Mike headed inside and went into the bathroom where he slowly tried to open his eye, hoping he at least could.

“I was happy to see that my eyeball was still there, but it was as swollen as a softball. At that time, that’s when I realized he had something special.”

That was the first of many injuries Mike Beer experienced over the years while playing toss or throwing the baseball to his son, who has become the most talked about Clemson ballplayer since Khalil Greene was tearing off the cover of baseballs in the early 2000s.

“Through the years he has broken several of my bones and bruised several other things from balls that have come right back at me,” Mike said laughing.
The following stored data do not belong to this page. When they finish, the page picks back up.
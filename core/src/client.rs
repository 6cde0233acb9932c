//! Stateless request builder and envelope parser for the record backend.
//!
//! # Design
//! `RecordClient` knows the backend's routes and envelope format but nothing
//! about any particular table. Each operation is split into a `build_*`
//! method that produces an `HttpRequest` and a `parse_*` method that consumes
//! the `HttpResponse`; the caller executes the round trip in between. The
//! per-entity services in [`crate::services`] supply table names, field lists
//! and record shapes.

use serde::de::DeserializeOwned;
use serde::Serialize;
use tracing::{debug, warn};

use crate::config::BackendConfig;
use crate::envelope::{
    join_ids, DataEnvelope, ErrorEnvelope, FetchParams, RecordResult, RecordsPayload,
    ResultsEnvelope,
};
use crate::error::ApiError;
use crate::http::{HttpMethod, HttpRequest, HttpResponse};
use crate::types::RecordId;

pub const PROJECT_ID_HEADER: &str = "x-project-id";
pub const PUBLIC_KEY_HEADER: &str = "x-public-key";

/// Synchronous, stateless client for the record backend.
#[derive(Debug, Clone)]
pub struct RecordClient {
    base_url: String,
    project_id: String,
    public_key: String,
}

impl RecordClient {
    pub fn new(config: &BackendConfig) -> Self {
        Self {
            base_url: config.base_url.trim_end_matches('/').to_string(),
            project_id: config.project_id.clone(),
            public_key: config.public_key.clone(),
        }
    }

    fn records_url(&self, table: &str) -> String {
        format!("{}/tables/{table}/records", self.base_url)
    }

    fn headers(&self, with_body: bool) -> Vec<(String, String)> {
        let mut headers = vec![
            (PROJECT_ID_HEADER.to_string(), self.project_id.clone()),
            (PUBLIC_KEY_HEADER.to_string(), self.public_key.clone()),
        ];
        if with_body {
            headers.push(("content-type".to_string(), "application/json".to_string()));
        }
        headers
    }

    fn json_request<B: Serialize>(&self, method: HttpMethod, path: String, body: &B) -> Result<HttpRequest, ApiError> {
        let body = serde_json::to_string(body).map_err(|e| ApiError::Serialization(e.to_string()))?;
        Ok(self.request(method, path, Some(body)))
    }

    fn request(&self, method: HttpMethod, path: String, body: Option<String>) -> HttpRequest {
        debug!(method = method.as_str(), path = %path, "backend request built");
        HttpRequest {
            method,
            headers: self.headers(body.is_some()),
            path,
            body,
        }
    }

    pub fn build_fetch_records(&self, table: &str, params: &FetchParams) -> Result<HttpRequest, ApiError> {
        let path = format!("{}/query", self.records_url(table));
        self.json_request(HttpMethod::Post, path, params)
    }

    /// Field names are plain column identifiers and go into the query string
    /// unescaped.
    pub fn build_get_record(&self, table: &str, id: RecordId, fields: &[&str]) -> HttpRequest {
        let mut path = format!("{}/{id}", self.records_url(table));
        if !fields.is_empty() {
            path.push_str("?fields=");
            path.push_str(&fields.join(","));
        }
        self.request(HttpMethod::Get, path, None)
    }

    pub fn build_create_records<T: Serialize>(&self, table: &str, records: &[T]) -> Result<HttpRequest, ApiError> {
        self.json_request(HttpMethod::Post, self.records_url(table), &RecordsPayload { records })
    }

    pub fn build_update_records<T: Serialize>(&self, table: &str, records: &[T]) -> Result<HttpRequest, ApiError> {
        self.json_request(HttpMethod::Put, self.records_url(table), &RecordsPayload { records })
    }

    pub fn build_delete_records(&self, table: &str, ids: &[RecordId]) -> HttpRequest {
        let path = format!("{}?ids={}", self.records_url(table), join_ids(ids));
        self.request(HttpMethod::Delete, path, None)
    }

    /// Parse a query response. A successful envelope without `data` is an
    /// empty result set.
    pub fn parse_fetch_records<T: DeserializeOwned>(&self, response: HttpResponse) -> Result<Vec<T>, ApiError> {
        let envelope: DataEnvelope<Vec<T>> = decode(&response)?;
        ensure_success(envelope.success, envelope.message)?;
        Ok(envelope.data.unwrap_or_default())
    }

    pub fn parse_get_record<T: DeserializeOwned>(&self, response: HttpResponse) -> Result<T, ApiError> {
        let envelope: DataEnvelope<T> = decode(&response)?;
        ensure_success(envelope.success, envelope.message)?;
        envelope.data.ok_or(ApiError::NotFound)
    }

    /// Parse a create or update response into the first successfully written
    /// record. `None` means the backend reported success without results.
    pub fn parse_mutation<T: DeserializeOwned>(&self, response: HttpResponse) -> Result<Option<T>, ApiError> {
        let envelope: ResultsEnvelope<T> = decode(&response)?;
        ensure_success(envelope.success, envelope.message)?;
        let Some(results) = envelope.results else {
            return Ok(None);
        };
        reject_failures(&results)?;
        Ok(results.into_iter().filter(|r| r.success).find_map(|r| r.data))
    }

    pub fn parse_delete(&self, response: HttpResponse) -> Result<(), ApiError> {
        let envelope: ResultsEnvelope<serde_json::Value> = decode(&response)?;
        ensure_success(envelope.success, envelope.message)?;
        if let Some(results) = envelope.results {
            reject_failures(&results)?;
        }
        Ok(())
    }
}

/// Map non-success status codes to the appropriate `ApiError` variant.
fn check_status(response: &HttpResponse) -> Result<(), ApiError> {
    if (200..300).contains(&response.status) {
        return Ok(());
    }
    if response.status == 404 {
        return Err(ApiError::NotFound);
    }
    if let Ok(ErrorEnvelope { message: Some(message) }) = serde_json::from_str(&response.body) {
        return Err(ApiError::Backend(message));
    }
    Err(ApiError::HttpError {
        status: response.status,
        body: response.body.clone(),
    })
}

fn decode<T: DeserializeOwned>(response: &HttpResponse) -> Result<T, ApiError> {
    check_status(response)?;
    serde_json::from_str(&response.body).map_err(|e| ApiError::Deserialization(e.to_string()))
}

fn ensure_success(success: bool, message: Option<String>) -> Result<(), ApiError> {
    if success {
        return Ok(());
    }
    Err(ApiError::Backend(
        message.unwrap_or_else(|| "backend request failed".to_string()),
    ))
}

/// Fail with the first rejected record's reason, if any record was rejected.
fn reject_failures<T>(results: &[RecordResult<T>]) -> Result<(), ApiError> {
    let reasons: Vec<Option<String>> = results
        .iter()
        .filter(|r| !r.success)
        .map(RecordResult::failure_reason)
        .collect();
    let Some(first) = reasons.first() else {
        return Ok(());
    };
    warn!(failed = reasons.len(), ?reasons, "backend rejected records");
    Err(ApiError::RecordRejected(
        first.clone().unwrap_or_else(|| "record was rejected".to_string()),
    ))
}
The only thing Seth is bruising these days is the egos of the college pitchers he has faced in his first 20 games as a Clemson Tiger. The freshman heads into this weekend’s series against No. 4 Miami leading the ACC in home runs (9), in total bases (63), while being tied for second in RBIs (26) and is fourth in batting average (.448).

“It is pretty humbling because this game is built on failure. To come out and swing the bat and help my team compete right now … we are playing really well and all of that kind of stuff. It’s a good feeling to be part of a program like this,” Seth said.

“It’s really cool because my teammates are the ones helping me succeed at the plate right now because they are just making it really easy for me. I’m having a lot of fun out there.”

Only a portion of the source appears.